American filmmaker (born 1976)

Colin Trevorrow (/trəˈvɑːroʊ/; born September 13, 1976) is an American filmmaker. He made his feature directorial debut with the science fiction comedy Safety Not Guaranteed (2012) to critical and commercial success. Trevorrow achieved mainstream recognition for the Jurassic World franchise, which began when he co-wrote and directed the eponymous first installment in 2015. The film earned more than $1.6 billion at the worldwide box office. After the success of Jurassic World, Trevorrow co-wrote the 2018 sequel Fallen Kingdom and co-wrote and directed the third installment Dominion (2022). He was also the co-writer and director of Star Wars: Duel of the Fates until his departure in 2017, although he retained story credit when the project was re-envisioned as The Rise of Skywalker.

In 2019, Trevorrow founded his film and TV production company, Metronome Film Co., based across London and Los Angeles.

==Early life and education==
Trevorrow was born in San Francisco, California. He was raised in Oakland, California. His father was a musician in a country rock band and his mother was a photographer who also operated a day-care center. His maternal grandmother was of Sephardic Jewish ancestry; her ancestors settled in the Caribbean several centuries ago.
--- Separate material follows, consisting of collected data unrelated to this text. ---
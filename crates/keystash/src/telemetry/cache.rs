// Copyright (c) Microsoft Corporation.
// Licensed under the MIT License.

//! Cache telemetry implementation and recording.

use std::time::Duration;

#[cfg(any(feature = "metrics", test))]
use crate::telemetry::metrics::Instruments;
use crate::{
    cache::CacheName,
    telemetry::{CacheActivity, CacheOperation, CacheTelemetry, Severity},
};

// Metric attribute keys. Log events use the same names as field names.
#[cfg(any(feature = "metrics", test))]
pub(crate) const NAME_KEY: &str = "cache.name";
#[cfg(any(feature = "metrics", test))]
pub(crate) const OPERATION_KEY: &str = "cache.operation";
#[cfg(any(feature = "metrics", test))]
pub(crate) const ACTIVITY_KEY: &str = "cache.activity";

#[derive(Debug, Default)]
pub(crate) struct CacheTelemetryInner {
    pub(crate) logging_enabled: bool,
    #[cfg(any(feature = "metrics", test))]
    pub(crate) instruments: Option<Instruments>,
}

impl CacheTelemetry {
    pub(crate) fn from_inner(inner: CacheTelemetryInner) -> Self {
        Self {
            inner: std::sync::Arc::new(inner),
        }
    }

    /// Returns `true` if per-operation events are logged.
    #[must_use]
    pub fn logs_enabled(&self) -> bool {
        self.inner.logging_enabled
    }

    /// Records a completed cache operation.
    #[inline]
    pub(crate) fn record(&self, cache_name: CacheName, operation: CacheOperation, activity: CacheActivity, duration: Duration) {
        #[cfg(any(feature = "metrics", test))]
        if let Some(instruments) = &self.inner.instruments {
            instruments.record(cache_name, operation, activity, duration);
        }

        if self.inner.logging_enabled {
            Self::emit(cache_name, operation, activity, duration);
        }
    }

    /// Reports a backend failure that the caller only sees as `false`.
    ///
    /// Emitted regardless of configuration.
    pub(crate) fn report_failure(cache_name: CacheName, operation: CacheOperation, error: &keystash_backend::Error) {
        tracing::warn!(
            cache.name = cache_name,
            cache.operation = operation.as_str(),
            error = %error,
            "cache backend failure"
        );
    }

    fn emit(cache_name: CacheName, operation: CacheOperation, activity: CacheActivity, duration: Duration) {
        let op = operation.as_str();
        let ac = activity.as_str();
        let duration_ns = duration.as_nanos();

        // Tracing level must be constant, so we use a macro to select the appropriate level.
        macro_rules! emit_event {
            ($level:ident) => {
                tracing::$level!(
                    cache.name = cache_name,
                    cache.operation = op,
                    cache.activity = ac,
                    cache.duration_ns = duration_ns,
                    "cache.event"
                )
            };
        }

        match activity.severity() {
            Severity::Error => emit_event!(error),
            Severity::Info => emit_event!(info),
            Severity::Debug => emit_event!(debug),
        }
    }
}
As a boy, he sang in the chorus of the San Francisco Opera. As a teenager, Trevorrow won awards from the Mill Valley Film Festival and the San Francisco Youth Film Festival. Trevorrow graduated from the public Piedmont High School in Piedmont, California. He received a Bachelor of Fine Arts with a major in film and dramatic writing from the New York University Tisch School of the Arts in 1999.

==Career==
In 2002, he wrote and directed his first short film, Home Base; as of 2012, it had received over 20 million hits online. Trevorrow's first theatrical release was with Reality Show, a 2004 documentary film about the failed production of a reality television show. Trevorrow sold his first spec script titled Tester to DreamWorks in 2006. In 2008, he paired up with Derek Connolly, ten years after they had first met as NYU students while working as interns on Saturday Night Live, to write a buddy cop film script called Cocked and Loaded. Trevorrow said that the experience was so enjoyable that he decided to give up solo screenwriting and work with Connolly.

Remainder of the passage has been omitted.